EXERCISE:
Find every line in the entries that holds the string "after" and report it.

PROVIDED ENTRIES:

+-------+

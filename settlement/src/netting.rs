//! Multilateral netting through a hub account
//!
//! Net requests accumulate in one open cycle per netting group. When a cycle
//! reaches its member or age threshold it is closed, net positions are
//! computed, and every participant with a positive position settles once
//! against the group's hub.
//!
//! # Example
//!
//! ```text
//! Gross obligations:
//!   A owes B: $100
//!   B owes C: $80
//!   C owes A: $50
//!
//! Net positions (positive = owes the hub):
//!   A: +$50
//!   B: -$20
//!   C: -$30
//!
//! Net settlements:
//!   A pays HUB: $50
//!
//! Efficiency: 1 - 50 / 230 = 78%
//! ```

use crate::{
    config::NettingConfig,
    types::{AccountId, Currency, NetPosition, SettlementId, SettlementRequest, SettlementType},
    Error, Result,
};
use chrono::{DateTime, Duration, Utc};
use dashmap::DashMap;
use parking_lot::Mutex;
use rust_decimal::prelude::ToPrimitive;
use rust_decimal::Decimal;
use serde::{Deserialize, Serialize};
use std::collections::{BTreeMap, VecDeque};
use std::sync::Arc;
use tracing::{debug, info};
use uuid::Uuid;

/// Cycle lifecycle (monotonic)
#[derive(Debug, Clone, Copy, PartialEq, Eq, Serialize, Deserialize)]
pub enum CycleStatus {
    /// Accepting members
    Open,
    /// Closed, net settlements running
    Processing,
    /// Net settlements done
    Completed,
}

/// Request admitted into a cycle
#[derive(Debug, Clone, Serialize, Deserialize)]
pub struct CycleMember {
    /// Settlement tracking this member
    pub settlement_id: SettlementId,

    /// Original request
    pub request: SettlementRequest,
}

/// Netting cycle
#[derive(Debug, Clone, Serialize, Deserialize)]
pub struct NettingCycle {
    /// Cycle ID
    pub cycle_id: Uuid,

    /// Netting group
    pub netting_group: String,

    /// Hub account positions settle against
    pub hub_account: AccountId,

    /// Status
    pub status: CycleStatus,

    /// Members, in admission order
    pub members: Vec<CycleMember>,

    /// Opened at
    pub started_at: DateTime<Utc>,

    /// Closed at
    pub closed_at: Option<DateTime<Utc>>,

    /// Completed at
    pub completed_at: Option<DateTime<Utc>>,
}

impl NettingCycle {
    fn open(group: &str, hub_account: AccountId) -> Self {
        Self {
            cycle_id: Uuid::now_v7(),
            netting_group: group.to_string(),
            hub_account,
            status: CycleStatus::Open,
            members: Vec::new(),
            started_at: Utc::now(),
            closed_at: None,
            completed_at: None,
        }
    }

    /// Σ|amount| over the members
    pub fn gross_amount(&self) -> Decimal {
        self.members.iter().map(|m| m.request.amount.abs()).sum()
    }
}

/// Outcome of admitting a request
#[derive(Debug)]
pub struct Admission {
    /// Cycle the request joined
    pub cycle_id: Uuid,

    /// Members after admission
    pub member_count: usize,

    /// The cycle, if admission closed it
    pub closed: Option<NettingCycle>,
}

/// Netting engine
#[derive(Debug)]
pub struct NettingEngine {
    /// Open cycle per group, each behind its own mutex
    cycles: DashMap<String, Arc<Mutex<NettingCycle>>>,

    /// Completed cycles, oldest first
    archive: Mutex<VecDeque<NettingCycle>>,

    /// Policy
    config: NettingConfig,
}

impl NettingEngine {
    /// Create new netting engine
    pub fn new(config: NettingConfig) -> Self {
        Self {
            cycles: DashMap::new(),
            archive: Mutex::new(VecDeque::new()),
            config,
        }
    }

    /// Policy in force
    pub fn config(&self) -> &NettingConfig {
        &self.config
    }

    /// Snapshot of the open cycle for a group
    pub fn get_current_cycle(&self, group: &str) -> Option<NettingCycle> {
        let handle = self.cycles.get(group).map(|c| Arc::clone(c.value()))?;
        let cycle = handle.lock().clone();
        Some(cycle)
    }

    /// Open a cycle for the group unless one is already open
    pub fn create_netting_cycle(&self, group: &str) -> Uuid {
        let cycle = self
            .cycles
            .entry(group.to_string())
            .or_insert_with(|| {
                let hub = AccountId::new(self.config.hub_for_group(group));
                let cycle = NettingCycle::open(group, hub);
                info!(
                    "Netting cycle {} opened for group {} (hub {})",
                    cycle.cycle_id, group, cycle.hub_account
                );
                Arc::new(Mutex::new(cycle))
            })
            .value()
            .clone();
        let cycle_id = cycle.lock().cycle_id;
        cycle_id
    }

    /// Append a member to the group's open cycle `cycle_id`
    pub fn add_settlement(
        &self,
        group: &str,
        cycle_id: Uuid,
        settlement_id: SettlementId,
        request: SettlementRequest,
    ) -> Result<usize> {
        let cycle = self
            .cycles
            .get(group)
            .map(|c| Arc::clone(c.value()))
            .ok_or_else(|| Error::InvalidState(format!("No open cycle for group {}", group)))?;

        let mut cycle = cycle.lock();
        if cycle.cycle_id != cycle_id || cycle.status != CycleStatus::Open {
            return Err(Error::InvalidState(format!(
                "Cycle {} is not open for new members",
                cycle_id
            )));
        }

        cycle.members.push(CycleMember {
            settlement_id,
            request,
        });
        debug!(
            "Cycle {} now holds {} members",
            cycle.cycle_id,
            cycle.members.len()
        );
        Ok(cycle.members.len())
    }

    /// Member-count or age threshold reached
    pub fn should_process(&self, cycle: &NettingCycle) -> bool {
        if cycle.status != CycleStatus::Open || cycle.members.is_empty() {
            return false;
        }
        let age = Utc::now() - cycle.started_at;
        cycle.members.len() >= self.config.max_members
            || age >= Duration::milliseconds(self.config.max_cycle_age_ms as i64)
    }

    /// Admit a request into its group's cycle, closing the cycle if due
    ///
    /// Membership change and the close decision happen under the cycle's
    /// mutex, so a member is never added to a cycle that is being closed.
    pub fn admit(&self, settlement_id: SettlementId, request: SettlementRequest) -> Result<Admission> {
        if request.settlement_type != SettlementType::Net {
            return Err(Error::InvalidRequest(format!(
                "Request {} is not a net settlement",
                request.request_id
            )));
        }

        let group = request.netting_group_key();
        loop {
            self.create_netting_cycle(&group);
            let Some(handle) = self.cycles.get(&group).map(|c| Arc::clone(c.value())) else {
                continue;
            };

            let mut cycle = handle.lock();
            if cycle.status != CycleStatus::Open {
                // Lost a race with a close; the next pass opens a fresh cycle
                drop(cycle);
                self.cycles
                    .remove_if(&group, |_, current| Arc::ptr_eq(current, &handle));
                continue;
            }

            cycle.members.push(CycleMember {
                settlement_id,
                request: request.clone(),
            });
            let cycle_id = cycle.cycle_id;
            let member_count = cycle.members.len();

            let closed = if self.should_process(&cycle) {
                Some(self.close_locked(&group, &handle, &mut cycle))
            } else {
                None
            };

            return Ok(Admission {
                cycle_id,
                member_count,
                closed,
            });
        }
    }

    fn close_locked(
        &self,
        group: &str,
        handle: &Arc<Mutex<NettingCycle>>,
        cycle: &mut NettingCycle,
    ) -> NettingCycle {
        cycle.status = CycleStatus::Processing;
        cycle.closed_at = Some(Utc::now());
        self.cycles
            .remove_if(group, |_, current| Arc::ptr_eq(current, handle));

        info!(
            "Netting cycle {} closed with {} members (gross {})",
            cycle.cycle_id,
            cycle.members.len(),
            cycle.gross_amount()
        );
        cycle.clone()
    }

    /// Close the group's open cycle regardless of thresholds
    pub fn close_cycle(&self, group: &str) -> Option<NettingCycle> {
        let handle = self.cycles.get(group).map(|c| Arc::clone(c.value()))?;
        let mut cycle = handle.lock();
        if cycle.status != CycleStatus::Open || cycle.members.is_empty() {
            return None;
        }
        Some(self.close_locked(group, &handle, &mut cycle))
    }

    /// Close every open cycle whose threshold is reached
    pub fn close_due_cycles(&self) -> Vec<NettingCycle> {
        let mut closed = Vec::new();

        for group in self.open_groups() {
            let Some(handle) = self.cycles.get(&group).map(|c| Arc::clone(c.value())) else {
                continue;
            };
            let mut cycle = handle.lock();
            if self.should_process(&cycle) {
                closed.push(self.close_locked(&group, &handle, &mut cycle));
            }
        }

        closed
    }

    /// Net position per participant and currency, hub included
    ///
    /// Positive means the participant owes the hub. Positions sum to zero.
    pub fn calculate_net_positions(&self, cycle: &NettingCycle) -> Vec<NetPosition> {
        let mut positions: BTreeMap<(AccountId, Currency), Decimal> = BTreeMap::new();

        for member in &cycle.members {
            let request = &member.request;
            *positions
                .entry((request.debit_account.clone(), request.currency))
                .or_insert(Decimal::ZERO) += request.amount;
            *positions
                .entry((request.credit_account.clone(), request.currency))
                .or_insert(Decimal::ZERO) -= request.amount;
        }

        positions
            .into_iter()
            .map(|((participant, currency), net_amount)| NetPosition {
                participant,
                currency,
                net_amount,
            })
            .collect()
    }

    /// Σ positive positions, hub excluded
    pub fn net_amount(&self, cycle: &NettingCycle, positions: &[NetPosition]) -> Decimal {
        positions
            .iter()
            .filter(|p| p.participant != cycle.hub_account && p.is_net_payer())
            .map(|p| p.net_amount)
            .sum()
    }

    /// 1 − net / gross
    pub fn get_efficiency_ratio(&self, cycle: &NettingCycle) -> f64 {
        let gross = cycle.gross_amount();
        if gross <= Decimal::ZERO {
            return 0.0;
        }
        let positions = self.calculate_net_positions(cycle);
        let net = self.net_amount(cycle, &positions);
        (Decimal::ONE - net / gross).to_f64().unwrap_or(0.0)
    }

    /// Instant requests carrying the net movements of a closed cycle
    ///
    /// Payers settle participant → hub. Receivables (hub → participant)
    /// are included only when configured, after every payer.
    pub fn net_settlement_requests(
        &self,
        cycle: &NettingCycle,
        positions: &[NetPosition],
    ) -> Vec<(NetPosition, SettlementRequest)> {
        let to_request = |debit: &AccountId, credit: &AccountId, position: &NetPosition| {
            SettlementRequest::new(
                debit.as_str(),
                credit.as_str(),
                position.net_amount.abs(),
                position.currency,
            )
            .with_reference(format!("net-{}", cycle.cycle_id))
            .with_metadata("netting_cycle", cycle.cycle_id.to_string())
            .with_metadata("netting_group", cycle.netting_group.clone())
        };

        let participants = positions
            .iter()
            .filter(|p| p.participant != cycle.hub_account);

        let mut requests: Vec<(NetPosition, SettlementRequest)> = participants
            .clone()
            .filter(|p| p.is_net_payer())
            .map(|p| (p.clone(), to_request(&p.participant, &cycle.hub_account, p)))
            .collect();

        if self.config.settle_receivables {
            requests.extend(
                participants
                    .filter(|p| p.is_net_receiver())
                    .map(|p| (p.clone(), to_request(&cycle.hub_account, &p.participant, p))),
            );
        }

        requests
    }

    /// Mark a closed cycle Completed and archive it
    pub fn complete_cycle(&self, mut cycle: NettingCycle) -> Result<NettingCycle> {
        if cycle.status != CycleStatus::Processing {
            return Err(Error::InvalidState(format!(
                "Cycle {} is {:?}, expected Processing",
                cycle.cycle_id, cycle.status
            )));
        }
        cycle.status = CycleStatus::Completed;
        cycle.completed_at = Some(Utc::now());

        let mut archive = self.archive.lock();
        archive.push_back(cycle.clone());
        while archive.len() > self.config.archive_size {
            archive.pop_front();
        }

        info!("Netting cycle {} completed", cycle.cycle_id);
        Ok(cycle)
    }

    /// Completed cycles, oldest first
    pub fn completed_cycles(&self) -> Vec<NettingCycle> {
        self.archive.lock().iter().cloned().collect()
    }

    /// Number of open cycles
    pub fn open_cycles(&self) -> usize {
        self.cycles.len()
    }

    /// Groups with an open cycle
    pub fn open_groups(&self) -> Vec<String> {
        let mut groups: Vec<String> = self.cycles.iter().map(|e| e.key().clone()).collect();
        groups.sort();
        groups
    }
}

+-------+

REPLY:
    /// Members after admission
    /// are included only when configured, after every payer.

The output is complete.